A bust of Hitler, legacy of the German occupation, is in the cellars of the Senate, which its president Gérard Larcher said ignore, but research "in depth" were launched.
Le Monde has revealed that this bust 35 cm high, and a Nazi flag 2 meters by 3 are preserved since the Second World War in the Senate reserves. The Luxembourg Palace was occupied between 1940 and 1944 by the General Staff of the German Air Force (Luftwaffe) for the entire Western Front.
Gérard Larcher asks "to deepen the research on objects"
In a press conference, Gerard Larcher said he "ignored (t) the presence of this bust". "I asked the questure (responsible for the management of the institution, ed) to further research on all objects," he said, noting that follow-up will be given to this expected report .
President LR, whose own office was that of German Marshal Sperrle, was "certain that the services have not sought anything to hide, besides the bunker has already been visited by TV crews, newspapers" . A bunker was built in 1937 under the garden of Petit Luxembourg, seat of the presidency of the Senate.

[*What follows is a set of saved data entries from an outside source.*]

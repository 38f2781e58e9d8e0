//! # Collision Quadtree (2D)
//!
//! This module implements the **broad phase** of the collision pipeline: a
//! quadtree over body positions that limits narrow-phase tests to bodies
//! sharing a leaf. Testing every pair is `O(N²)`; testing only within small
//! leaves is close to `O(N log N)` for well-spread bodies.
//!
//! ## Core Concepts
//!
//! - The root rectangle covers the whole space.
//! - A node holding more than `k` bodies is split at its center into 4 equal
//!   quadrants, and its bodies are handed down to them.
//! - A node stops splitting once it holds `k` bodies or fewer, or once it sits
//!   at `max_depth` (many coincident bodies would otherwise split forever).
//! - A node too small to halve in `f64` also stays a leaf, so every node has
//!   `min < max` on both axes whatever the depth limit.
//! - Only leaves hold bodies. Internal nodes only hold their 4 children.
//!
//! The tree is rebuilt from scratch every step, so there is no insertion or
//! removal: [`QuadTree::build`] takes the whole body slice at once and
//! subdivides breadth-first using an explicit work queue. Nodes live in one
//! `Vec` and refer to each other by index, and the tree refers to bodies by
//! their index in the `Space` arena.
//!
//! ## Leaf membership
//!
//! Under [`IndexPolicy::Point`] a body is a point: it belongs to exactly one
//! leaf, the one whose half-open range contains its center. Two bodies on
//! opposite sides of a split line are never tested against each other, even
//! when their discs overlap. This is a known approximation.
//!
//! Under [`IndexPolicy::Padded`] a body belongs to every child whose rectangle
//! meets the body's bounding square, so such boundary contacts are found.
//! Children on the outer edge of the root reach outward without bound, which
//! keeps this exact for bodies that have left an open space. A
//! pair can then share several leaves, so [`QuadTree::leaf_pairs`]
//! de-duplicates. A node whose split would hand every body to every child is
//! kept as a leaf.

use std::collections::{HashSet, VecDeque};

use crate::configuration::config::IndexPolicy;
use crate::simulation::engine::Engine;
use crate::simulation::error::ConfigurationError;
use crate::simulation::states::{Body, NVec2, Rect};

/// Default number of bodies a leaf may hold before it is split.
pub const DEFAULT_LEAF_CAPACITY: usize = 4;

/// Default depth limit; nodes at this depth are always leaves.
pub const DEFAULT_MAX_DEPTH: usize = 12;

/// Largest accepted `max_depth`.
pub const MAX_DEPTH_LIMIT: usize = 48;

/// An unordered pair of body indices, stored as `(low, high)`.
#[derive(Debug, Clone, Copy, PartialEq, Eq, Hash, PartialOrd, Ord)]
pub struct CollisionPair {
    a: usize,
    b: usize,
}

impl CollisionPair {
    /// Canonicalize `(i, j)`. The two indices must differ.
    pub fn new(i: usize, j: usize) -> Self {
        debug_assert_ne!(i, j, "a body cannot pair with itself");
        if i < j {
            Self { a: i, b: j }
        } else {
            Self { a: j, b: i }
        }
    }

    pub fn a(&self) -> usize {
        self.a
    }

    pub fn b(&self) -> usize {
        self.b
    }
}

/// What a node holds: bodies (leaf) or children (internal), never both.
#[derive(Debug, Clone, PartialEq)]
pub enum NodeKind {
    Leaf { bodies: Vec<usize> },
    Internal { children: [usize; 4] }, // indices into QuadTree::nodes, by quadrant index
}

#[derive(Debug, Clone, PartialEq)]
pub struct QuadNode {
    pub bounds: Rect,
    pub depth: usize,
    pub kind: NodeKind,
}

impl QuadNode {
    pub fn is_leaf(&self) -> bool {
        matches!(self.kind, NodeKind::Leaf { .. })
    }
}

/// A quadtree built over one snapshot of body positions.
///
/// `nodes` is in breadth-first order with the root at index 0.
#[derive(Debug, Clone)]
pub struct QuadTree {
    nodes: Vec<QuadNode>,
    indexing: IndexPolicy,
}

impl QuadTree {
    /// Build a quadtree over `bodies` covering `root_bounds`.
    ///
    /// - Checks that `root_bounds` is non-degenerate, that the engine's
    ///   leaf capacity is at least 1 and that `max_depth` is at most
    ///   [`MAX_DEPTH_LIMIT`]; otherwise nothing is built.
    /// - Starts with a root leaf holding every body.
    /// - Pops nodes from a FIFO queue; a leaf with more than `k` bodies below
    ///   `max_depth` is split and its 4 children are queued.
    ///
    /// # Returns
    /// The finished tree, or a [`ConfigurationError`] for invalid settings.
    pub fn build(bodies: &[Body], root_bounds: Rect, engine: &Engine) -> Result<Self, ConfigurationError> {
        root_bounds.validate()?;
        engine.validate()?;
        Ok(Self::build_validated(bodies, root_bounds, engine))
    }

    /// [`QuadTree::build`] without re-checking settings a `Space` already checked.
    pub(crate) fn build_validated(bodies: &[Body], root_bounds: Rect, engine: &Engine) -> Self {
        let mut nodes = vec![QuadNode {
            bounds: root_bounds,
            depth: 0,
            kind: NodeKind::Leaf { bodies: (0..bodies.len()).collect() },
        }];

        let mut queue = VecDeque::from([0usize]);

        while let Some(node_idx) = queue.pop_front() {
            let bounds = nodes[node_idx].bounds;
            let depth = nodes[node_idx].depth;

            let NodeKind::Leaf { bodies: members } = &nodes[node_idx].kind else {
                continue;
            };

            if members.len() <= engine.leaf_capacity || depth >= engine.max_depth || !bounds.can_split() {
                continue;
            }

            let count = members.len();
            let buckets = distribute(members, bodies, &bounds, engine.indexing);

            // Padded membership can copy every body into every child; splitting then separates nothing
            if engine.indexing == IndexPolicy::Padded && buckets.iter().all(|b| b.len() == count) {
                continue;
            }

            let mut children = [0usize; 4];
            for (quadrant, bucket) in buckets.into_iter().enumerate() {
                let child_idx = nodes.len();
                nodes.push(QuadNode {
                    bounds: bounds.quadrant(quadrant),
                    depth: depth + 1,
                    kind: NodeKind::Leaf { bodies: bucket },
                });
                children[quadrant] = child_idx;
                queue.push_back(child_idx);
            }

            nodes[node_idx].kind = NodeKind::Internal { children };
        }

        Self { nodes, indexing: engine.indexing }
    }

    /// Every unordered same-leaf pair, leaves visited breadth-first.
    ///
    /// A leaf with `n` bodies contributes `n * (n - 1) / 2` pairs. Under padded
    /// indexing a pair found in an earlier leaf is skipped. Callers must not
    /// depend on the order across leaves.
    pub fn leaf_pairs(&self) -> Vec<CollisionPair> {
        let mut pairs = Vec::new();
        let mut seen = HashSet::new();
        let dedup = self.indexing == IndexPolicy::Padded;

        for (_, members) in self.leaves() {
            for (n, &i) in members.iter().enumerate() {
                for &j in &members[n + 1..] {
                    let pair = CollisionPair::new(i, j);
                    if dedup && !seen.insert(pair) {
                        continue;
                    }
                    pairs.push(pair);
                }
            }
        }

        pairs
    }

    /// Leaves in breadth-first order with their rectangle and body indices.
    pub fn leaves(&self) -> impl Iterator<Item = (&Rect, &[usize])> {
        self.nodes.iter().filter_map(|node| match &node.kind {
            NodeKind::Leaf { bodies } => Some((&node.bounds, bodies.as_slice())),
            NodeKind::Internal { .. } => None,
        })
    }

    pub fn nodes(&self) -> &[QuadNode] {
        &self.nodes
    }

    pub fn root(&self) -> &QuadNode {
        &self.nodes[0]
    }

    pub fn leaf_count(&self) -> usize {
        self.nodes.iter().filter(|n| n.is_leaf()).count()
    }

    /// Deepest node depth; 0 for a lone root leaf.
    pub fn depth(&self) -> usize {
        self.nodes.iter().map(|n| n.depth).max().unwrap_or(0)
    }

    pub fn indexing(&self) -> IndexPolicy {
        self.indexing
    }
}

// helpers ===========================================================================

/// Split a node's bodies between its 4 quadrants.
///
/// Point indexing routes each body by [`Rect::quadrant_index`]. Padded
/// indexing clamps the body's bounding square to the node and adds the body
/// to every quadrant the clamped square meets. An axis half is met when
/// `lo < center` (lower) or `hi >= center` (upper), matching the half-open
/// quadrant ranges. Parts of the square beyond the node's edge count as
/// lying on that edge, so a body outside the root still reaches the edge
/// leaves its disc faces.
fn distribute(members: &[usize], bodies: &[Body], bounds: &Rect, indexing: IndexPolicy) -> [Vec<usize>; 4] {
    let mut buckets: [Vec<usize>; 4] = Default::default();
    let center = bounds.center();

    for &i in members {
        let body = &bodies[i];
        match indexing {
            IndexPolicy::Point => buckets[bounds.quadrant_index(&body.x)].push(i),
            IndexPolicy::Padded => {
                let half = NVec2::repeat(body.radius());
                let lo = (body.x - half).sup(&bounds.min).inf(&bounds.max);
                let hi = (body.x + half).sup(&bounds.min).inf(&bounds.max);

                let x_halves = [lo.x < center.x, hi.x >= center.x];
                let y_halves = [lo.y < center.y, hi.y >= center.y];

                for (quadrant, bucket) in buckets.iter_mut().enumerate() {
                    if x_halves[quadrant & 1] && y_halves[(quadrant >> 1) & 1] {
                        bucket.push(i);
                    }
                }
            }
        }
    }

    buckets
}

#[cfg(test)]
mod tests {
    use super::*;

    fn body_at(x: f64, y: f64) -> Body {
        Body::new(NVec2::new(x, y), NVec2::zeros(), 0.5, 1.0).unwrap()
    }

    fn square() -> Rect {
        Rect::from_corners(0.0, 0.0, 8.0, 8.0).unwrap()
    }

    #[test]
    fn quadrant_encoding_matches_geometry() {
        let r = square();
        for idx in 0..4 {
            let q = r.quadrant(idx);
            assert_eq!(r.quadrant_index(&q.center()), idx);
            assert!((q.area() - r.area() / 4.0).abs() < 1e-12);
        }
    }

    #[test]
    fn split_line_goes_to_upper_quadrant() {
        let r = square();
        assert_eq!(r.quadrant_index(&NVec2::new(4.0, 4.0)), 3);
        assert_eq!(r.quadrant_index(&NVec2::new(4.0, 1.0)), 1);
        assert_eq!(r.quadrant_index(&NVec2::new(1.0, 4.0)), 2);
    }

    #[test]
    fn nodes_are_breadth_first() {
        let bodies: Vec<Body> = (0..40)
            .map(|i| body_at(0.1 + (i as f64 * 0.37) % 7.8, 0.1 + (i as f64 * 0.61) % 7.8))
            .collect();
        let engine = Engine { leaf_capacity: 2, ..Engine::default() };
        let tree = QuadTree::build(&bodies, square(), &engine).unwrap();

        let depths: Vec<usize> = tree.nodes().iter().map(|n| n.depth).collect();
        assert!(depths.windows(2).all(|w| w[0] <= w[1]));
        assert!(tree.depth() >= 2);
    }

    #[test]
    fn children_refer_forward() {
        let bodies: Vec<Body> = (0..10).map(|i| body_at(1.0 + i as f64 * 0.5, 1.0)).collect();
        let engine = Engine { leaf_capacity: 1, ..Engine::default() };
        let tree = QuadTree::build(&bodies, square(), &engine).unwrap();

        for (idx, node) in tree.nodes().iter().enumerate() {
            if let NodeKind::Internal { children } = node.kind {
                for (quadrant, &child) in children.iter().enumerate() {
                    assert!(child > idx);
                    assert_eq!(tree.nodes()[child].bounds, node.bounds.quadrant(quadrant));
                    assert_eq!(tree.nodes()[child].depth, node.depth + 1);
                }
            }
        }
    }

    #[test]
    fn pair_is_canonical() {
        assert_eq!(CollisionPair::new(5, 2), CollisionPair::new(2, 5));
        let p = CollisionPair::new(9, 3);
        assert_eq!((p.a(), p.b()), (3, 9));
    }
}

The objects "would have been better to be listed," he admitted. "I asked for an in-depth work, and at the same time a reflection on this period.It was, it seems, on the part of agents who were there moments of patriotism that I would not not obscure, "added Gerard Larcher, who made the link with the Liberation of Paris. The Luxembourg Palace was liberated on August 25, 1944. The Senate had left the Luxembourg Palace on June 10, 1940, first for Tours, then, from June 14, for Bordeaux (where the government and the two chambers remained until June 29), before arriving in Vichy on July 3rd.
MP Philippe Gosselin writes to the presidency of the Assembly
For his part, the deputy LR of the Channel Philippe Gosselin wrote Wednesday to the President of the Assembly Richard Ferrand (LREM), asking him "if the archives of the National Assembly have such objects, dating from those times". "Like those of the Palais du Luxembourg, the walls of the National Assembly also housed part of the staff of the Luftwaffe but also the administration of 'Gross-Paris', as well as the service of the question. Jewish, "he says in this letter.
"Mirrors of a dark period, it seems to me that the place of these elements must be in museums and not in the archives or cellars of our assemblies, or at least in a specific exhibition within our institutions to recall the unspeakable ", according to Philippe Gosselin.